- Other names: Anuresis
- Specialty: Nephrology

= Anuria =

Absence of urine

Anuria is nonpassage of urine, in practice is defined as passage of less than 100 milliliters of urine in a day. Anuria is often caused by failure in the function of kidneys. It may also occur because of some severe obstruction like kidney stones or tumours. It may occur with end stage kidney disease. It is a more extreme reduction than oliguria (hypouresis), with 100 mL/day being the conventional (albeit slightly arbitrary) cutoff point between the two.

==Signs and symptoms==
Anuria itself is a symptom, not a disease. It is often associated with other symptoms of kidney failure, such as lack of appetite, weakness, nausea and vomiting. These are mostly the result of buildup of toxins in the blood which would normally be removed by healthy kidneys.

==Causes==
Failure of kidney function, which can have multiple causes including medications or toxins (e.g., antifreeze, cephalosporins, ACEIs); diabetes; high blood pressure. Stones or tumours in the urinary tract can also cause it by creating an obstruction to urinary flow. High blood calcium, oxalate, or uric acid, can contribute to the risk of stone formation. In males, an enlarged prostate gland is a common cause of obstructive anuria.
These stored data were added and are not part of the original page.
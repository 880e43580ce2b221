//! Shared helpers for integration tests.
//!
//! Completion delivery and callback relays only happen inside a pump, so
//! tests that wait on either spin a bounded pump loop instead of sleeping.

use std::sync::atomic::{AtomicBool, Ordering};
use std::sync::Arc;
use std::time::{Duration, Instant};

/// Pump events until `flag` flips, failing the test after five seconds.
pub fn pump_until(flag: &Arc<AtomicBool>) {
    let deadline = Instant::now() + Duration::from_secs(5);
    while !flag.load(Ordering::SeqCst) {
        assert!(Instant::now() < deadline, "event never delivered");
        ferrule_bridge::pump_timeout(Duration::from_millis(10));
    }
}
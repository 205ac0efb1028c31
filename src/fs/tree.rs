use std::cmp::Ordering;
use std::path::{Path, PathBuf};

use chrono::{DateTime, Utc};
use serde::{Deserialize, Serialize};

use crate::fs::source::EntryMeta;

/// Type of filesystem node.
#[derive(Debug, Clone, Copy, PartialEq, Eq, Serialize, Deserialize)]
#[serde(rename_all = "lowercase")]
pub enum NodeType {
    File,
    Directory,
}

/// A node in the project file tree.
///
/// Directory nodes start unloaded with no children. `children` is only a
/// faithful listing once `is_loaded` is set, so an empty unloaded directory
/// and an empty loaded one mean different things.
#[derive(Debug, Clone, PartialEq, Eq, Serialize, Deserialize)]
#[serde(rename_all = "camelCase")]
pub struct TreeNode {
    pub name: String,
    pub path: PathBuf,
    #[serde(rename = "type")]
    pub node_type: NodeType,
    /// Byte count, files only.
    #[serde(default, skip_serializing_if = "Option::is_none")]
    pub size: Option<u64>,
    /// Modification time as reported when the node was built.
    #[serde(rename = "lastModified")]
    pub modified: Option<DateTime<Utc>>,
    #[serde(default, skip_serializing_if = "Vec::is_empty")]
    pub children: Vec<TreeNode>,
    pub is_loaded: bool,
}

impl TreeNode {
    /// Create a node from one stat of the entry at `path`.
    ///
    /// Files come back loaded; directories come back as unloaded placeholders.
    pub fn from_meta(name: String, path: PathBuf, meta: &EntryMeta) -> Self {
        let modified = meta.modified.map(DateTime::<Utc>::from);
        if meta.is_dir {
            Self {
                name,
                path,
                node_type: NodeType::Directory,
                size: None,
                modified,
                children: Vec::new(),
                is_loaded: false,
            }
        } else {
            Self {
                name,
                path,
                node_type: NodeType::File,
                size: Some(meta.len),
                modified,
                children: Vec::new(),
                is_loaded: true,
            }
        }
    }

    pub fn is_dir(&self) -> bool {
        self.node_type == NodeType::Directory
    }

    /// Sort immediate children: directories first, then byte-order name.
    pub fn sort_children(&mut self) {
        sort_siblings(&mut self.children);
    }

    /// Sort every materialized level, deepest first.
    pub fn sort_recursive(&mut self) {
        for child in self.children.iter_mut() {
            child.sort_recursive();
        }
        self.sort_children();
    }

    /// Find a node by path among the materialized nodes (depth-first).
    pub fn find_node(&self, target: &Path) -> Option<&TreeNode> {
        if self.path == target {
            return Some(self);
        }
        self.children.iter().find_map(|child| child.find_node(target))
    }

    /// Find a mutable reference to a node by path.
    pub fn find_node_mut(&mut self, target: &Path) -> Option<&mut TreeNode> {
        if self.path == target {
            return Some(self);
        }
        for child in self.children.iter_mut() {
            if let Some(found) = child.find_node_mut(target) {
                return Some(found);
            }
        }
        None
    }
}

/// Names starting with a dot are never materialized.
pub fn is_hidden(name: &str) -> bool {
    name.starts_with('.')
}

/// Base name for a node at `path`, falling back to the whole path for roots.
pub fn node_name(path: &Path) -> String {
    path.file_name()
        .map(|n| n.to_string_lossy().to_string())
        .unwrap_or_else(|| path.to_string_lossy().to_string())
}

/// Order one level of siblings: directories first, then byte-order name.
pub fn sort_siblings(nodes: &mut [TreeNode]) {
    nodes.sort_by(compare_siblings);
}

fn compare_siblings(a: &TreeNode, b: &TreeNode) -> Ordering {
    b.is_dir()
        .cmp(&a.is_dir())
        .then_with(|| a.name.as_bytes().cmp(b.name.as_bytes()))
}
Acute anuria, where the decline in urine production occurs quickly, is usually a sign of obstruction or acute kidney failure. Acute kidney failure can be caused by factors not related to the kidney, such as heart failure, mercury poisoning, infection, and other conditions that cause the kidney to be deprived of blood flow.

==Treatment==
Treatment is dependent on the underlying cause of this symptom. The most easily treatable cause is obstruction of urine flow, which is often solved by insertion of a urinary catheter into the urinary bladder.

Mannitol is a medicine that is used to increase the amount of water removed from the blood and thus improve the blood flow to the kidneys. However, mannitol is contraindicated in anuria secondary to renal disease, severe dehydration, intracranial bleeding (except during craniotomy), severe pulmonary congestion, or pulmonary edema.

Dextrose and dobutamine are both used to increase blood flow to the kidney and act within 30 to 60 minutes.